In the data, find each line where the word "found" appears and list that line.
[MATERIAL TO PROCESS]
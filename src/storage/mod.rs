mod schema;

pub use schema::{connect, init_database};

use sea_orm::sea_query::{Condition, Expr, Func};
use sea_orm::{ActiveModelTrait, ColumnTrait, ConnectionTrait, EntityTrait, QueryFilter, Set};
use tracing::info;

use crate::entities::category::{self, SENTINEL_CODE, SENTINEL_NAME};
use crate::error::StockResult;

/// Categories installed by `seed-categories`.
pub const DEFAULT_CATEGORIES: &[(&str, &str)] = &[
    ("Herramientas", "HER"),
    ("Partes de Motor", "MOT"),
    ("Partes de Botes", "BOT"),
    ("Pintura y Acabados", "PIN"),
    ("Seguridad", "SEG"),
    ("Electrónica", "ELE"),
    ("Otros", "OTR"),
    (SENTINEL_NAME, SENTINEL_CODE),
];

#[derive(Debug, Clone, Copy, PartialEq, Eq)]
pub enum SeedOutcome {
    Created,
    Renamed,
    Unchanged,
}

/// Makes sure the "new category" placeholder exists.
pub async fn ensure_sentinel_category<C: ConnectionTrait>(db: &C) -> StockResult<category::Model> {
    let existing = category::Entity::find()
        .filter(category::Column::Code.eq(SENTINEL_CODE))
        .one(db)
        .await?;
    if let Some(sentinel) = existing {
        return Ok(sentinel);
    }
    let sentinel = category::ActiveModel {
        name: Set(SENTINEL_NAME.to_string()),
        code: Set(SENTINEL_CODE.to_string()),
        ..ActiveModelTrait::default()
    }
    .insert(db)
    .await?;
    info!(code = SENTINEL_CODE, "sentinel category created");
    Ok(sentinel)
}

/// Get-or-create by code; an existing category is renamed when its name
/// differs from `name`.
pub async fn seed_category<C: ConnectionTrait>(
    db: &C,
    name: &str,
    code: &str,
) -> StockResult<SeedOutcome> {
    let existing = category::Entity::find()
        .filter(category::Column::Code.eq(code))
        .one(db)
        .await?;
    match existing {
        None => {
            category::ActiveModel {
                name: Set(name.to_string()),
                code: Set(code.to_string()),
                ..ActiveModelTrait::default()
            }
            .insert(db)
            .await?;
            Ok(SeedOutcome::Created)
        }
        Some(found) if found.name != name => {
            let mut active: category::ActiveModel = found.into();
            active.name = Set(name.to_string());
            active.update(db).await?;
            Ok(SeedOutcome::Renamed)
        }
        Some(_) => Ok(SeedOutcome::Unchanged),
    }
}

pub async fn seed_default_categories<C: ConnectionTrait>(
    db: &C,
) -> StockResult<Vec<(&'static str, SeedOutcome)>> {
    let mut outcomes = Vec::with_capacity(DEFAULT_CATEGORIES.len());
    for (name, code) in DEFAULT_CATEGORIES {
        let outcome = seed_category(db, name, code).await?;
        info!(code, name, ?outcome, "seeded category");
        outcomes.push((*code, outcome));
    }
    Ok(outcomes)
}

/// `lower(table.column) LIKE '%query%'` for each column, OR-ed together.
/// Columns carry their table so the filter stays valid on joined selects.
pub(crate) fn contains_any<C: ColumnTrait>(columns: &[C], query: &str) -> Condition {
    let pattern = format!("%{}%", query.trim().to_lowercase());
    columns.iter().fold(Condition::any(), |condition, column| {
        let qualified = Expr::col((column.entity_name(), *column));
        condition.add(Expr::expr(Func::lower(qualified)).like(pattern.as_str()))
    })
}

/// Fresh in-memory SQLite database with the schema and sentinel installed.
#[cfg(test)]
pub(crate) async fn memory_db() -> anyhow::Result<sea_orm::DatabaseConnection> {
    Ok(connect("sqlite::memory:", 1).await?)
}

#[cfg(test)]
mod tests {
    use super::*;
    use anyhow::Result;
    use crate::entities::item;
    use sea_orm::{DbBackend, PaginatorTrait, QueryTrait};

    #[tokio::test]
    async fn test_connect_installs_sentinel() -> Result<()> {
        let db = memory_db().await?;
        let sentinel = ensure_sentinel_category(&db).await?;
        assert_eq!(sentinel.code, "NUE");
        assert_eq!(sentinel.name, "Nueva Categoría");
        assert_eq!(category::Entity::find().count(&db).await?, 1);
        Ok(())
    }

    #[tokio::test]
    async fn test_init_database_is_idempotent() -> Result<()> {
        let db = memory_db().await?;
        init_database(&db).await?;
        init_database(&db).await?;
        Ok(())
    }

    #[tokio::test]
    async fn test_seed_default_categories() -> Result<()> {
        let db = memory_db().await?;
        let outcomes = seed_default_categories(&db).await?;

        assert_eq!(outcomes.len(), DEFAULT_CATEGORIES.len());
        assert!(outcomes.contains(&("HER", SeedOutcome::Created)));
        assert!(outcomes.contains(&("NUE", SeedOutcome::Unchanged)));
        assert_eq!(category::Entity::find().count(&db).await?, 8);

        let again = seed_default_categories(&db).await?;
        assert!(again.iter().all(|(_, outcome)| *outcome == SeedOutcome::Unchanged));
        Ok(())
    }

    #[tokio::test]
    async fn test_seed_renames_existing_code() -> Result<()> {
        let db = memory_db().await?;
        seed_category(&db, "Tools", "HER").await?;

        let outcome = seed_category(&db, "Herramientas", "HER").await?;
        assert_eq!(outcome, SeedOutcome::Renamed);

        let her = category::Entity::find()
            .filter(category::Column::Code.eq("HER"))
            .one(&db)
            .await?
            .expect("HER exists");
        assert_eq!(her.name, "Herramientas");
        Ok(())
    }

    #[test]
    fn test_contains_any_qualifies_columns_on_joins() {
        let sql = item::Entity::find()
            .find_also_related(category::Entity)
            .filter(contains_any(&[item::Column::Name, item::Column::Code], " Hammer "))
            .build(DbBackend::Sqlite)
            .to_string();
        assert!(sql.contains(r#"LOWER("items"."name") LIKE '%hammer%'"#), "{sql}");
        assert!(sql.contains(r#"LOWER("items"."code") LIKE '%hammer%'"#), "{sql}");
    }
}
[/MATERIAL TO PROCESS]
### [RESPONSE FOR THIS EXERCISE]
        Some(found) if found.name != name => {
            let mut active: category::ActiveModel = found.into();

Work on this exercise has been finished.